My depression comes in waves. I’ll be fine for a few weeks, then one small thing sets me off and I’m in a depressive episode for days. Usually, I can still (mostly) function. I get out of bed and I carry on with my life, all the while feeling a weight on my soul. Sometimes, I can’t function. I lie in bed and stare at my phone absently, let myself go hungry and wait for something to compel me to leave my bed; usually, it’s because I have lain in bed for five hours and need to pee.

D&D, however, has managed to keep me grounded. For those unfamiliar, D&D is a roleplaying game where you are placed into a fantasy world and the success or failure of your every choice is determined by dice rolls. There are rules that you have to follow (at your Dungeon Master’s discretion) and, at least for the game to be fun for those involved, you have to immerse yourself in the world and let your character take over.

Ironically, inhabiting these different characters and focusing on their problems for a few hours instead of my own has allowed me to gain perspective on my own. Comparatively, not knowing what I’m doing with my life is a much smaller problem than killing the wrong god and unleashing gibbering mouthers onto an unsuspecting island.

More seriously, when I’m playing D&D, I’m surrounded by like-minded individuals who are looking for their own kind of escape. We become different people and are allowed to be silly, outrageous and dark. Every fight is based on teamwork and communication. The relationships we build with one another and with the NPCs are genuine. As one problem is solved, another one crops up — but we (usually) level up and are granted a sense of accomplishment.

Out of character, too, we engage with one another. One of my groups is constantly talking, sharing memes, sharing art of our characters, character playlists, and enabling each other to buy more unneeded but very pretty dice. We are there for each other. Early in the year, I got into a serious episode of depression and this group pulled me out of it. They had me watch “Repo! The Genetic Opera” and the next day, we all hung out and watched “The Devil’s Carnival” together. I wasn’t hungry all day, but by the time I got home, I felt so much better and was finally able to eat. Feeling that sense of community out of our game was exactly what I had needed, and they definitely delivered.

As for my characters, each of them is going through their own issues that I have to work through, which in a way gives me practice to work through my own real-world issues, which are smaller in comparison but no less deserving of my attention.

One of my characters is an ex-slave assassin running away from her organization because of the power of friendship, but she’s traumatized every other session. She often goes into her own depression, and the other characters have helped pull her out, just like they did with me. Another character killed her own mother as part of her backstory, but in the first game, she was killed. Now she’s a ghost who has to reconcile her mistakes and is doing her best to be worthy of a non-player character (NPC) love interest. She’s not perfect, but she’s trying to be better in her own way.

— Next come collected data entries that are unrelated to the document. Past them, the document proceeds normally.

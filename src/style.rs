use serde::Serialize;
use std::fmt;

use crate::error::DataError;

/// A fixed hex fill color.
#[derive(Debug, Clone, Copy, PartialEq, Eq, Hash, Serialize)]
#[serde(transparent)]
pub struct Color(&'static str);

impl Color {
    pub const fn as_str(&self) -> &'static str {
        self.0
    }
}

impl fmt::Display for Color {
    fn fmt(&self, f: &mut fmt::Formatter<'_>) -> fmt::Result {
        f.write_str(self.0)
    }
}

/// Depth buckets as (inclusive lower bound in km, color), deepest first.
/// Anything shallower than the last bound falls through to `SHALLOW_COLOR`.
pub const DEPTH_BUCKETS: [(f64, Color); 5] = [
    (90.0, Color("#000000")),
    (70.0, Color("#472048")),
    (50.0, Color("#870014")),
    (30.0, Color("#F00024")),
    (10.0, Color("#FFC80D")),
];

pub const SHALLOW_COLOR: Color = Color("#f9f136");

/// Marker radius for a magnitude: twice the magnitude, unclamped.
pub fn resolve_radius(magnitude: f64) -> f64 {
    magnitude * 2.0
}

/// Fill color for a depth in km.
///
/// Buckets are closed below and open above, so a depth sitting exactly on a
/// threshold takes the deeper bucket's color.
pub fn resolve_color(depth_km: f64) -> Result<Color, DataError> {
    if depth_km.is_nan() {
        return Err(DataError::NonFiniteDepth);
    }

    Ok(DEPTH_BUCKETS
        .iter()
        .find(|(lower, _)| depth_km >= *lower)
        .map(|(_, color)| *color)
        .unwrap_or(SHALLOW_COLOR))
}

/// How small a marker is allowed to get.
///
/// The default leaves `resolve_radius` untouched, so zero and negative
/// magnitudes produce non-positive radii.
#[derive(Debug, Clone, Copy, Default, PartialEq)]
pub struct RadiusPolicy {
    pub min_radius: Option<f64>,
}

impl RadiusPolicy {
    pub fn clamped(min_radius: f64) -> Self {
        Self {
            min_radius: Some(min_radius),
        }
    }

    pub fn radius(&self, magnitude: f64) -> f64 {
        let radius = resolve_radius(magnitude);
        match self.min_radius {
            Some(min) => radius.max(min),
            None => radius,
        }
    }
}

/// Circle marker style for one earthquake.
#[derive(Debug, Clone, Copy, PartialEq, Serialize)]
#[serde(rename_all = "camelCase")]
pub struct MarkerStyle {
    pub radius: f64,
    pub fill_color: Color,
    #[serde(rename = "color")]
    pub stroke_color: &'static str,
    pub weight: u32,
    pub opacity: f64,
    pub fill_opacity: f64,
}

impl MarkerStyle {
    pub fn new(radius: f64, fill_color: Color) -> Self {
        Self {
            radius,
            fill_color,
            stroke_color: "#000",
            weight: 1,
            opacity: 1.0,
            fill_opacity: 0.8,
        }
    }

    /// Style for a magnitude and depth pair.
    pub fn resolve(
        magnitude: f64,
        depth_km: f64,
        policy: &RadiusPolicy,
    ) -> Result<Self, DataError> {
        if !magnitude.is_finite() {
            return Err(DataError::NonFiniteMagnitude(magnitude));
        }
        let fill_color = resolve_color(depth_km)?;
        Ok(Self::new(policy.radius(magnitude), fill_color))
    }
}

/// Outline style shared by every plate boundary.
#[derive(Debug, Clone, Copy, PartialEq, Serialize)]
#[serde(rename_all = "camelCase")]
pub struct PlateStyle {
    pub color: &'static str,
    pub weight: u32,
    pub fill_opacity: f64,
}

pub const PLATE_STYLE: PlateStyle = PlateStyle {
    color: "orange",
    weight: 2,
    fill_opacity: 0.0,
};
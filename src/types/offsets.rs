use std::fmt;
use std::str::FromStr;

use crate::error::{CropError, Result};

/// Number of edges in a CropBox: left, bottom, right, top
pub const EDGE_COUNT: usize = 4;

/// Per-edge adjustment added to each CropBox, in left/bottom/right/top order
#[derive(Debug, Clone, Copy, PartialEq, Eq, Hash)]
pub struct Offsets([i64; EDGE_COUNT]);

impl Offsets {
    /// Trims 60 units from the sides, 50 from the bottom and 70 from the top
    pub const DEFAULT: Offsets = Offsets([60, 50, -60, -70]);

    pub fn new(left: i64, bottom: i64, right: i64, top: i64) -> Self {
        Self([left, bottom, right, top])
    }

    pub fn left(&self) -> i64 {
        self.0[0]
    }

    pub fn bottom(&self) -> i64 {
        self.0[1]
    }

    pub fn right(&self) -> i64 {
        self.0[2]
    }

    pub fn top(&self) -> i64 {
        self.0[3]
    }

    pub fn as_array(&self) -> [i64; EDGE_COUNT] {
        self.0
    }

    /// Fresh left-to-right cursor over the offsets, one per CropBox
    pub fn iter(&self) -> std::array::IntoIter<i64, EDGE_COUNT> {
        self.0.into_iter()
    }
}

impl Default for Offsets {
    fn default() -> Self {
        Self::DEFAULT
    }
}

impl From<[i64; EDGE_COUNT]> for Offsets {
    fn from(values: [i64; EDGE_COUNT]) -> Self {
        Self(values)
    }
}

impl fmt::Display for Offsets {
    fn fmt(&self, f: &mut fmt::Formatter<'_>) -> fmt::Result {
        let [left, bottom, right, top] = self.0;
        write!(f, "{},{},{},{}", left, bottom, right, top)
    }
}

impl FromStr for Offsets {
    type Err = CropError;

    /// Accepts four integers separated by commas and/or whitespace
    fn from_str(s: &str) -> Result<Self> {
        let fields: Vec<&str> = s
            .split(|c: char| c == ',' || c.is_whitespace())
            .filter(|f| !f.is_empty())
            .collect();

        if fields.len() != EDGE_COUNT {
            return Err(CropError::InvalidOffsets(format!(
                "expected {} values (left,bottom,right,top), got {} in {:?}",
                EDGE_COUNT,
                fields.len(),
                s
            )));
        }

        let mut values = [0i64; EDGE_COUNT];
        for (slot, field) in values.iter_mut().zip(&fields) {
            *slot = field.parse().map_err(|_| {
                CropError::InvalidOffsets(format!("{:?} is not an integer", field))
            })?;
        }

        Ok(Self(values))
    }
}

I also see how D&D has helped those around me. One of my best friends had disappeared on us for a few years, but now he’s back and seeking out friendship through our D&D group. One of my Dungeon Masters has leaned on the group for support as he went through a rough breakup. We’ve gone through job losses together, depression, dating troubles and so much more, but being able to immerse ourselves in a different world has helped us cope and lean on one another.

Each storyline has taught me something, and my friends have shown me support and love, both in and out of the game. Without D&D as an outlet for my emotions, I don’t know where I’d be right now. Chances are, I’d be in the exact same spot but feeling a sore lack of community.